In the coming financial year and beyond, we will continue to undertake environmentally conscious measures which ensure that safe and sustainable practices are utilised.

Marketing

The Group’s marketing strategy is driven by our corporate vision to be the glove manufacturer of choice, delivering innovative gloves of the highest quality. Our sterling performance during this period brought us a step closer to realising this goal.

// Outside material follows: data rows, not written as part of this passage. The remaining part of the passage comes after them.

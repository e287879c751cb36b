use std::fmt;

use ed25519_dalek::{Signature, VerifyingKey};
use ssh_key::public::{Ed25519PublicKey as SshEd25519PublicKey, KeyData};
use ssh_key::PublicKey;
use thiserror::Error;
use zeroize::Zeroize;

use crate::error::ValidationError;

fn fixed<const N: usize>(what: &'static str, bytes: &[u8]) -> Result<[u8; N], ValidationError> {
    bytes.try_into().map_err(|_| ValidationError::InvalidLength {
        what,
        expected: N,
        actual: bytes.len(),
    })
}

/// Raw ed25519 public key as reported by the token.
#[derive(Clone, Copy, PartialEq, Eq)]
pub struct Ed25519PublicKey([u8; 32]);

impl Ed25519PublicKey {
    pub const LENGTH: usize = 32;

    pub fn from_slice(key: &[u8]) -> Result<Self, ValidationError> {
        Ok(Self(fixed("public key", key)?))
    }

    pub fn as_bytes(&self) -> &[u8] {
        &self.0
    }

    /// Check the bytes form a valid curve point.
    pub fn to_verifying_key(&self) -> Result<VerifyingKey, KeyMaterialError> {
        VerifyingKey::from_bytes(&self.0).map_err(|e| KeyMaterialError::InvalidPoint {
            reason: e.to_string(),
        })
    }

    pub fn to_key_data(&self) -> KeyData {
        KeyData::Ed25519(SshEd25519PublicKey(self.0))
    }

    /// `authorized_keys` line for this key.
    pub fn to_openssh(&self, comment: &str) -> Result<String, KeyMaterialError> {
        PublicKey::new(self.to_key_data(), comment)
            .to_openssh()
            .map_err(|e| KeyMaterialError::Encoding {
                reason: e.to_string(),
            })
    }
}

impl fmt::Debug for Ed25519PublicKey {
    fn fmt(&self, f: &mut fmt::Formatter<'_>) -> fmt::Result {
        write!(f, "PublicKey({})", hex::encode(&self.0[..8]))
    }
}

impl From<VerifyingKey> for Ed25519PublicKey {
    fn from(key: VerifyingKey) -> Self {
        Self(*key.as_bytes())
    }
}

/// ed25519 signature produced on the token.
#[derive(Clone, Copy, PartialEq, Eq)]
pub struct Ed25519Signature([u8; 64]);

impl Ed25519Signature {
    pub const LENGTH: usize = 64;

    pub fn from_slice(sig: &[u8]) -> Result<Self, ValidationError> {
        Ok(Self(fixed("signature", sig)?))
    }

    pub fn as_bytes(&self) -> &[u8] {
        &self.0
    }

    pub fn to_dalek(&self) -> Signature {
        Signature::from_bytes(&self.0)
    }
}

impl fmt::Debug for Ed25519Signature {
    fn fmt(&self, f: &mut fmt::Formatter<'_>) -> fmt::Result {
        write!(f, "Signature({}..)", hex::encode(&self.0[..8]))
    }
}

/// 32 bytes of entropy used to reformat the token.
#[derive(Clone, PartialEq, Eq)]
pub struct Entropy([u8; 32]);

impl Entropy {
    pub fn from_slice(bytes: &[u8]) -> Result<Self, ValidationError> {
        Ok(Self(fixed("entropy", bytes)?))
    }

    pub fn as_bytes(&self) -> &[u8] {
        &self.0
    }
}

impl fmt::Debug for Entropy {
    fn fmt(&self, f: &mut fmt::Formatter<'_>) -> fmt::Result {
        write!(f, "Entropy([REDACTED])")
    }
}

impl Drop for Entropy {
    fn drop(&mut self) {
        self.0.zeroize();
    }
}

/// Password hash the token mixes into every derived key.
#[derive(Clone, PartialEq, Eq)]
pub struct PasswordHash([u8; 32]);

impl PasswordHash {
    pub fn from_slice(bytes: &[u8]) -> Result<Self, ValidationError> {
        Ok(Self(fixed("password hash", bytes)?))
    }

    pub fn as_bytes(&self) -> &[u8] {
        &self.0
    }
}

impl fmt::Debug for PasswordHash {
    fn fmt(&self, f: &mut fmt::Formatter<'_>) -> fmt::Result {
        write!(f, "PasswordHash([REDACTED])")
    }
}

impl Drop for PasswordHash {
    fn drop(&mut self) {
        self.0.zeroize();
    }
}

#[derive(Error, Debug, Clone, PartialEq, Eq)]
pub enum KeyMaterialError {
    #[error("Public key is not a valid ed25519 point: {reason}")]
    InvalidPoint { reason: String },

    #[error("Failed to encode public key: {reason}")]
    Encoding { reason: String },
}
/// Blood-type compatibility lookup.
///
/// Fixed, process-wide tables keyed by recipient type. Each table lists the
/// donor types a recipient may receive for one component, preferred donors
/// first. Red cells and whole blood follow donor-antigen rules, plasma
/// follows donor-antibody rules, and platelets prefer ABO-identical donors
/// while keeping Rh-negative recipients on Rh-negative product.

use std::str::FromStr;

use crate::error::{EntityKind, FulfillmentError, Result};
use crate::models::{BloodType, ComponentKind};

use BloodType::{ANeg, APos, AbNeg, AbPos, BNeg, BPos, ONeg, OPos};

static RED_CELLS: [&[BloodType]; 8] = [
    /* O- */ &[ONeg],
    /* O+ */ &[ONeg, OPos],
    /* A- */ &[ONeg, ANeg],
    /* A+ */ &[ONeg, OPos, ANeg, APos],
    /* B- */ &[ONeg, BNeg],
    /* B+ */ &[ONeg, OPos, BNeg, BPos],
    /* AB- */ &[ONeg, ANeg, BNeg, AbNeg],
    /* AB+ */ &[ONeg, OPos, ANeg, APos, BNeg, BPos, AbNeg, AbPos],
];

static PLASMA: [&[BloodType]; 8] = [
    /* O- */ &[ONeg, OPos, ANeg, APos, BNeg, BPos, AbNeg, AbPos],
    /* O+ */ &[OPos, ONeg, APos, ANeg, BPos, BNeg, AbPos, AbNeg],
    /* A- */ &[ANeg, APos, AbNeg, AbPos],
    /* A+ */ &[APos, ANeg, AbPos, AbNeg],
    /* B- */ &[BNeg, BPos, AbNeg, AbPos],
    /* B+ */ &[BPos, BNeg, AbPos, AbNeg],
    /* AB- */ &[AbNeg, AbPos],
    /* AB+ */ &[AbPos, AbNeg],
];

static PLATELETS: [&[BloodType]; 8] = [
    /* O- */ &[ONeg, ANeg, BNeg, AbNeg],
    /* O+ */ &[OPos, ONeg, APos, ANeg, BPos, BNeg, AbPos, AbNeg],
    /* A- */ &[ANeg, AbNeg, ONeg],
    /* A+ */ &[APos, ANeg, AbPos, AbNeg, OPos, ONeg],
    /* B- */ &[BNeg, AbNeg, ONeg],
    /* B+ */ &[BPos, BNeg, AbPos, AbNeg, OPos, ONeg],
    /* AB- */ &[AbNeg, ANeg, BNeg, ONeg],
    /* AB+ */ &[AbPos, AbNeg, APos, ANeg, BPos, BNeg, OPos, ONeg],
];

fn row(recipient: BloodType) -> usize {
    match recipient {
        ONeg => 0,
        OPos => 1,
        ANeg => 2,
        APos => 3,
        BNeg => 4,
        BPos => 5,
        AbNeg => 6,
        AbPos => 7,
    }
}

/// Donor types a recipient may receive for a component, preferred first.
pub fn compatible_donor_types(recipient: BloodType, component: ComponentKind) -> &'static [BloodType] {
    let table = match component {
        ComponentKind::WholeBlood | ComponentKind::RedCells => &RED_CELLS,
        ComponentKind::Plasma => &PLASMA,
        ComponentKind::Platelets => &PLATELETS,
    };
    table[row(recipient)]
}

/// String-boundary lookup.
///
/// An unknown recipient type is `NotFound`; an unknown component name falls
/// back to the whole-blood table.
pub fn compatible_donor_types_by_name(
    recipient: &str,
    component: &str,
) -> Result<&'static [BloodType]> {
    let recipient = BloodType::from_str(recipient.trim())
        .map_err(|_| FulfillmentError::not_found(EntityKind::BloodType, recipient))?;
    let component = ComponentKind::from_str(component.trim()).unwrap_or(ComponentKind::WholeBlood);
    Ok(compatible_donor_types(recipient, component))
}

pub fn is_compatible(donor: BloodType, recipient: BloodType, component: ComponentKind) -> bool {
    compatible_donor_types(recipient, component).contains(&donor)
}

This was made possible on the back of our strong sales volume growth in the financial year, which jumped by 20% to 9.9 billion pieces of gloves from 8.2 billion in the previous fiscal year. Today our installed capacity exceeds 13 billion pieces of gloves per annum, giving us the leverage to supply approximately 23%ofthe global demand for nitrile gloves which comprises 56 billion pieces per annum.

The United States was the Group’s largest market during the financial year, comprising 59% of our total nitrile glove exports. Sales to the US market grew to a record high of 5.4 billion pieces, a 28% hike compared to 4.2 billion pieces in the last financial year.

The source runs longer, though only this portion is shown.